Exercise goal
Search the entries for the word "Debug" and report each line that has it.

Working data
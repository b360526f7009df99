//! Letter substitution ciphers over the 26-letter Latin alphabet.
//!
//! Only ASCII letters are transformed, their case is kept, and everything
//! else passes through untouched.

use alloc::format;
use alloc::string::String;
use alloc::vec::Vec;
use serde::{Deserialize, Serialize};

use crate::CipherError;

const ALPHABET_LEN: u8 = 26;

/// Applies `map` to the alphabet index (`0..26`) of every ASCII letter.
///
/// `map` is only invoked for letters, so stateful closures (like a key
/// cursor) advance once per letter.
fn map_letters(text: &str, mut map: impl FnMut(u8) -> u8) -> String {
    text.chars()
        .map(|c| {
            if !c.is_ascii_alphabetic() {
                return c;
            }
            let base = if c.is_ascii_uppercase() { b'A' } else { b'a' };
            let index = c as u8 - base;
            char::from(base + map(index) % ALPHABET_LEN)
        })
        .collect()
}

fn normalize_shift(shift: i64) -> u8 {
    shift.rem_euclid(ALPHABET_LEN.into()) as u8
}

pub fn caesar_encode(text: &str, shift: i64) -> String {
    let shift = normalize_shift(shift);
    map_letters(text, |x| x + shift)
}

pub fn caesar_decode(text: &str, shift: i64) -> String {
    let shift = ALPHABET_LEN - normalize_shift(shift);
    map_letters(text, |x| x + shift)
}

/// Mirrors each letter across the alphabet, it is its own inverse.
pub fn atbash(text: &str) -> String {
    map_letters(text, |x| ALPHABET_LEN - 1 - x)
}

pub fn rot13(text: &str) -> String {
    caesar_encode(text, 13)
}

/// Repeating-key shift cipher.
///
/// Serialized as its upper-cased key, deserializing goes through
/// [`Vigenere::new`].
#[derive(Clone, Debug, PartialEq, Eq, Serialize, Deserialize)]
#[serde(try_from = "String", into = "String")]
pub struct Vigenere {
    shifts: Vec<u8>,
}

impl Vigenere {
    pub fn new(key: &str) -> Result<Self, CipherError> {
        if key.is_empty() {
            return Err(CipherError::InvalidKey("vigenere cipher requires a key"));
        }
        if !key.chars().all(|c| c.is_ascii_alphabetic()) {
            return Err(CipherError::InvalidKey("vigenere key must only contain letters"));
        }

        let shifts = key
            .bytes()
            .map(|b| b.to_ascii_uppercase() - b'A')
            .collect();
        Ok(Self { shifts })
    }

    pub fn key(&self) -> String {
        self.shifts.iter().map(|&shift| char::from(b'A' + shift)).collect()
    }

    pub fn encode(&self, text: &str) -> String {
        let mut keys = self.shifts.iter().cycle();
        map_letters(text, |x| x + keys.next().copied().unwrap_or(0))
    }

    pub fn decode(&self, text: &str) -> String {
        let mut keys = self.shifts.iter().cycle();
        map_letters(text, |y| y + ALPHABET_LEN - keys.next().copied().unwrap_or(0))
    }
}

/// `y = a * x + b (mod 26)`, only valid when `a` is coprime with 26.
///
/// Serialized in the `"a,b"` key form read by [`Affine::parse`].
#[derive(Copy, Clone, Debug, PartialEq, Eq, Serialize, Deserialize)]
#[serde(try_from = "String", into = "String")]
pub struct Affine {
    a: u8,
    b: u8,
    a_inverse: u8,
}

impl Affine {
    pub fn new(a: i64, b: i64) -> Result<Self, CipherError> {
        let a = normalize_shift(a);
        let a_inverse = (1..ALPHABET_LEN)
            .find(|&i| (u16::from(a) * u16::from(i)) % u16::from(ALPHABET_LEN) == 1)
            .ok_or(CipherError::InvalidKey("affine 'a' must be coprime to 26"))?;
        Ok(Self {
            a,
            b: normalize_shift(b),
            a_inverse,
        })
    }

    /// Parses the `"a,b"` key form.
    pub fn parse(key: &str) -> Result<Self, CipherError> {
        const FORMAT: CipherError = CipherError::InvalidKey("affine cipher requires key format 'a,b'");

        let (a, b) = key.split_once(',').ok_or(FORMAT)?;
        let a = a.trim().parse().map_err(|_| FORMAT)?;
        let b = b.trim().parse().map_err(|_| FORMAT)?;
        Self::new(a, b)
    }

    pub fn key(&self) -> String {
        format!("{},{}", self.a, self.b)
    }

    pub fn encode(&self, text: &str) -> String {
        let (a, b) = (u16::from(self.a), u16::from(self.b));
        map_letters(text, |x| ((a * u16::from(x) + b) % 26) as u8)
    }

    pub fn decode(&self, text: &str) -> String {
        let (a_inverse, b) = (u16::from(self.a_inverse), u16::from(self.b));
        map_letters(text, |y| ((a_inverse * (u16::from(y) + 26 - b)) % 26) as u8)
    }
}

impl TryFrom<String> for Vigenere {
    type Error = CipherError;

    fn try_from(key: String) -> Result<Self, Self::Error> {
        Self::new(&key)
    }
}

impl From<Vigenere> for String {
    fn from(cipher: Vigenere) -> Self {
        cipher.key()
    }
}

impl TryFrom<String> for Affine {
    type Error = CipherError;

    fn try_from(key: String) -> Result<Self, Self::Error> {
        Self::parse(&key)
    }
}

impl From<Affine> for String {
    fn from(cipher: Affine) -> Self {
        cipher.key()
    }
}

Solution to this exercise
#[derive(Clone, Debug, PartialEq, Eq, Serialize, Deserialize)]
#[derive(Copy, Clone, Debug, PartialEq, Eq, Serialize, Deserialize)]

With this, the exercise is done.